Mitt Romney, of course, was a given. A certified gaffer, Romney has gifted giddy Democratic operatives with ample fodder that made "Out of Touch Rich Guy" seem like his political signature.
But Barack Obama? Who knew? Celebrated as a silver-tongued communicator, President Obama showed he too could ad lib a gaffe that drowns out his new campaign message. On June 8, hoping to spotlight Republican failures to enact his plan to create public-sector jobs, Obama told reporters:
"The private sector is doing fine. Where we're seeing weaknesses in our economy have to do with state and local government ... ."
The private sector is doing fine? Say what? One cardinal rule of politics is never try to sell ordinary people an idea they know in their gut isn't true. And every renter and mortgage payer knows family or friends who cannot find private-sector jobs.
Today's wired age of politics has begat a tabloidy industry of insiders: strategists who convert every opponent's goof into a gaffe; news-lite journalists who respond to spin doctors as reflexively as your leg jerks at your doctor's knee-tap. Even today's famous political journalists don't see their mission as substantively sorting campaign truths from lies. They prefer to predict the horserace by shoveling the horsestuff.

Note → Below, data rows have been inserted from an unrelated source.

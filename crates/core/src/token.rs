use serde::{Deserialize, Serialize};
use std::fmt;

/// Classification assigned to a text span by the layout model.
#[derive(Debug, Clone, Copy, PartialEq, Eq, Hash, Serialize, Deserialize)]
#[serde(rename_all = "lowercase", from = "String")]
pub enum Label {
    /// Row label of a line item ("Total des actifs courants").
    Key,
    /// A figure in one of the year columns.
    Value,
    /// Note references and other names printed next to a row.
    Name,
    /// Column header carrying a fiscal year or closing date.
    Year,
    Reference,
    Other,
}

impl Label {
    pub const ALL: [Label; 6] = [
        Label::Key,
        Label::Value,
        Label::Name,
        Label::Year,
        Label::Reference,
        Label::Other,
    ];

    pub fn as_str(self) -> &'static str {
        match self {
            Label::Key => "key",
            Label::Value => "value",
            Label::Name => "name",
            Label::Year => "year",
            Label::Reference => "reference",
            Label::Other => "other",
        }
    }

    /// Outline colour used when drawing the classification overlay.
    pub fn overlay_color(self) -> &'static str {
        match self {
            Label::Key => "#0000FF",
            Label::Value => "#008000",
            Label::Name => "#FFA500",
            Label::Reference => "#FF0000",
            Label::Year => "#FFFF00",
            Label::Other => "#808080",
        }
    }
}

impl fmt::Display for Label {
    fn fmt(&self, f: &mut fmt::Formatter<'_>) -> fmt::Result {
        f.write_str(self.as_str())
    }
}

/// Classifiers emit upper-case labels; anything unknown is `Other`.
impl From<&str> for Label {
    fn from(s: &str) -> Self {
        match s.trim().to_lowercase().as_str() {
            "key" => Label::Key,
            "value" => Label::Value,
            "name" => Label::Name,
            "year" => Label::Year,
            "reference" => Label::Reference,
            _ => Label::Other,
        }
    }
}

impl From<String> for Label {
    fn from(s: String) -> Self {
        Label::from(s.as_str())
    }
}

/// Axis-aligned box in page pixel space, `(x_min, y_min, x_max, y_max)`.
#[derive(Debug, Clone, Copy, PartialEq, Eq, Hash, Serialize, Deserialize)]
#[serde(from = "[i32; 4]", into = "[i32; 4]")]
pub struct BoundingBox {
    pub x_min: i32,
    pub y_min: i32,
    pub x_max: i32,
    pub y_max: i32,
}

impl BoundingBox {
    pub fn new(x_min: i32, y_min: i32, x_max: i32, y_max: i32) -> Self {
        Self { x_min, y_min, x_max, y_max }
    }

    /// Left edge, the x anchor used for column alignment.
    pub fn left(&self) -> i32 {
        self.x_min
    }

    /// Top edge, the y anchor used for row alignment.
    pub fn top(&self) -> i32 {
        self.y_min
    }

    pub fn width(&self) -> i32 {
        (self.x_max - self.x_min).max(0)
    }

    pub fn height(&self) -> i32 {
        (self.y_max - self.y_min).max(0)
    }

    /// A box whose max corner lies before its min corner.
    pub fn is_inverted(&self) -> bool {
        self.x_max < self.x_min || self.y_max < self.y_min
    }
}

impl From<[i32; 4]> for BoundingBox {
    fn from(b: [i32; 4]) -> Self {
        BoundingBox::new(b[0], b[1], b[2], b[3])
    }
}

impl From<BoundingBox> for [i32; 4] {
    fn from(b: BoundingBox) -> Self {
        [b.x_min, b.y_min, b.x_max, b.y_max]
    }
}

/// One classified text span. `(text, label, bbox)` is its identity.
#[derive(Debug, Clone, PartialEq, Eq, Hash, Serialize, Deserialize)]
pub struct Token {
    pub text: String,
    pub label: Label,
    #[serde(rename = "box")]
    pub bbox: BoundingBox,
}

impl Token {
    pub fn new(text: impl Into<String>, label: Label, bbox: BoundingBox) -> Self {
        Self { text: text.into(), label, bbox }
    }
}
use serde::{Deserialize, Serialize};
use std::fmt;
use std::str::FromStr;
use thiserror::Error;

#[derive(Debug, Clone, PartialEq, Eq, Error)]
#[error("Not a four-digit year: '{0}'")]
pub struct YearError(pub String);

/// A fiscal year as it heads a balance-sheet column. Serialized as the bare
/// four-digit string ("2023") because that is the column name downstream.
#[derive(Debug, Clone, Copy, PartialEq, Eq, PartialOrd, Ord, Hash, Serialize, Deserialize)]
#[serde(try_from = "String", into = "String")]
pub struct FiscalYear(pub u16);

impl FiscalYear {
    pub fn new(year: u16) -> Self {
        FiscalYear(year)
    }

    pub fn year(self) -> u16 {
        self.0
    }

    /// Expands a two-digit short form ("23") into the 2000s.
    pub fn from_short(yy: u8) -> Self {
        FiscalYear(2000 + u16::from(yy % 100))
    }
}

impl fmt::Display for FiscalYear {
    fn fmt(&self, f: &mut fmt::Formatter<'_>) -> fmt::Result {
        write!(f, "{:04}", self.0)
    }
}

impl FromStr for FiscalYear {
    type Err = YearError;

    fn from_str(s: &str) -> Result<Self, Self::Err> {
        let s = s.trim();
        if s.len() != 4 || !s.bytes().all(|b| b.is_ascii_digit()) {
            return Err(YearError(s.to_string()));
        }
        s.parse::<u16>()
            .map(FiscalYear)
            .map_err(|_| YearError(s.to_string()))
    }
}

impl TryFrom<String> for FiscalYear {
    type Error = YearError;
    fn try_from(s: String) -> Result<Self, Self::Error> {
        s.parse()
    }
}

impl From<FiscalYear> for String {
    fn from(y: FiscalYear) -> Self {
        y.to_string()
    }
}
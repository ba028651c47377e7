use rust_decimal::prelude::ToPrimitive;
use rust_decimal::Decimal;
use serde::{Deserialize, Serialize};
use std::fmt;

/// A balance-sheet figure as printed in the statement. No currency, no
/// implicit rounding: statements are reported in thousands or units and the
/// scale cancels out in every ratio.
#[derive(Debug, Clone, Copy, PartialEq, Eq, PartialOrd, Ord, Hash, Serialize, Deserialize)]
pub struct Amount(Decimal);

impl Amount {
    pub fn new(value: Decimal) -> Self {
        Amount(value)
    }

    pub fn zero() -> Self {
        Amount(Decimal::ZERO)
    }

    pub fn is_zero(self) -> bool {
        self.0.is_zero()
    }

    pub fn value(self) -> Decimal {
        self.0
    }

    /// `None` on overflow.
    pub fn checked_sub(self, rhs: Amount) -> Option<Amount> {
        self.0.checked_sub(rhs.0).map(Amount)
    }

    /// `None` when `rhs` is zero or the quotient overflows.
    pub fn checked_ratio(self, rhs: Amount) -> Option<f64> {
        if rhs.is_zero() {
            return None;
        }
        self.0.checked_div(rhs.0)?.to_f64()
    }
}

impl From<i64> for Amount {
    fn from(value: i64) -> Self {
        Amount(Decimal::from(value))
    }
}

impl fmt::Display for Amount {
    fn fmt(&self, f: &mut fmt::Formatter<'_>) -> fmt::Result {
        write!(f, "{}", self.0.normalize())
    }
}
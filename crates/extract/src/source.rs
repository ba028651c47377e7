use std::collections::HashMap;

use thiserror::Error;

use crate::types::ClassifiedPage;

#[derive(Debug, Error)]
pub enum SourceError {
    #[error("No classified tokens for document '{0}'")]
    NotFound(String),
    #[error("IO error: {0}")]
    Io(#[from] std::io::Error),
    #[error("Malformed token JSON: {0}")]
    Json(#[from] serde_json::Error),
}

/// Abstraction over the OCR + layout classifier stage.
/// Implementations hand back the classified tokens of one table crop.
pub trait TokenSource: Send + Sync {
    fn load(&self, document: &str) -> Result<ClassifiedPage, SourceError>;
}

/// Parses the classifier's JSON output and brings its boxes to pixel space.
pub fn parse_page(bytes: &[u8]) -> Result<ClassifiedPage, SourceError> {
    let page: ClassifiedPage = serde_json::from_slice(bytes)?;
    Ok(page.into_pixel_space())
}

// ── In-memory source (always available, used for tests) ──────────────────────

/// Serves preset pages by document id, without any model behind it.
#[derive(Debug, Default)]
pub struct StaticTokens {
    pages: HashMap<String, ClassifiedPage>,
}

impl StaticTokens {
    pub fn new() -> Self {
        Self::default()
    }

    pub fn with_page(mut self, document: impl Into<String>, page: ClassifiedPage) -> Self {
        self.pages.insert(document.into(), page);
        self
    }
}

impl TokenSource for StaticTokens {
    fn load(&self, document: &str) -> Result<ClassifiedPage, SourceError> {
        self.pages
            .get(document)
            .cloned()
            .ok_or_else(|| SourceError::NotFound(document.to_string()))
    }
}

#[cfg(test)]
mod tests {
    use super::*;
    use bilan_core::{BoundingBox, Label, Token};

    #[test]
    fn static_source_returns_preset_page() {
        let page = ClassifiedPage::new(
            800,
            600,
            vec![Token::new("Stocks", Label::Key, BoundingBox::new(1, 2, 3, 4))],
        );
        let src = StaticTokens::new().with_page("p1", page);
        assert_eq!(src.load("p1").unwrap().tokens.len(), 1);
    }

    #[test]
    fn static_source_unknown_document() {
        let err = StaticTokens::new().load("missing").unwrap_err();
        assert!(matches!(err, SourceError::NotFound(d) if d == "missing"));
    }

    #[test]
    fn parse_page_unnormalizes() {
        let json = br#"{"width": 1000, "height": 500, "normalized": true,
            "tokens": [{"text": "2023", "label": "YEAR", "box": [300, 40, 340, 60]}]}"#;
        let page = parse_page(json).unwrap();
        assert_eq!(page.tokens[0].bbox, BoundingBox::new(300, 20, 340, 30));
    }

    #[test]
    fn parse_page_rejects_bad_json() {
        assert!(matches!(parse_page(b"{not json"), Err(SourceError::Json(_))));
    }
}
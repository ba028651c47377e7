use std::str::FromStr;

use bilan_core::Amount;
use rust_decimal::Decimal;

/// Parses a balance-sheet cell into an amount.
///
/// Accepts accounting negatives "(1 234,56)", decimal commas and stray
/// symbols; returns `None` when nothing numeric is left or what is left is
/// not a single well-formed number.
pub fn clean_number(value: &str) -> Option<Amount> {
    let value = value.trim();
    let signed = match value.strip_prefix('(').and_then(|s| s.strip_suffix(')')) {
        Some(inner) => format!("-{}", inner.trim()),
        None => value.to_string(),
    };

    let cleaned: String = signed
        .chars()
        .map(|c| if c == ',' { '.' } else { c })
        .filter(|c| c.is_ascii_digit() || *c == '-' || *c == '.')
        .collect();

    if !cleaned.bytes().any(|b| b.is_ascii_digit()) {
        return None;
    }
    Decimal::from_str(&cleaned).ok().map(Amount::new)
}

Obama's private-sector gaffe kicked off a pundit parade that marched across our 24/7 cable news well into the next week. Republicans aired a web ad, hoping to make Obama's gaffe a gift that keeps on giving. And Romney, emoting incredulity, made our screens seem like Alice's looking glass by asking: "Is he really that out of touch? I think he's defining what it means to be detached and out of touch with the American people."
This was a pot-calling-the-kettle-out-of-touch moment that demanded media perspective — but the media whiffed. Back on Feb. 1, Romney gave us what now seems like a mirror's image of Obama's later gaffe — with actions of the right and left reversed. "I'm not concerned about the very poor," Romney told CNN. "We have a safety net there. If it needs repair, I'll fix it. I'm not concerned about the very rich, they're doing just fine. I'm concerned about the very heart of America — the 90, 95 percent of Americans who right now are struggling."
Not concerned about the poor? Cable news recycled his snippet. Democrats rushed a web ad containing a blatantly unfair, untrue snapper: "Mitt Romney: Not concerned about the poor ... or the middle class."
Obama's and Romney's gaffes had this in common: The candidates seemed to validate their critics' claims. February's Romney sounded like a rich guy who doesn't feel real folks' pain. Friday's Obama sounded like a stereotypical liberal who doesn't feel private enterprise's problems and thinks bigger government must solve all our problems.
Good news: Finally this week, CNN's Christine Romans, whose analytical economic coverage is superb, fact-checked Obama's claim that the private sector is fine. He was partly right but also overblown.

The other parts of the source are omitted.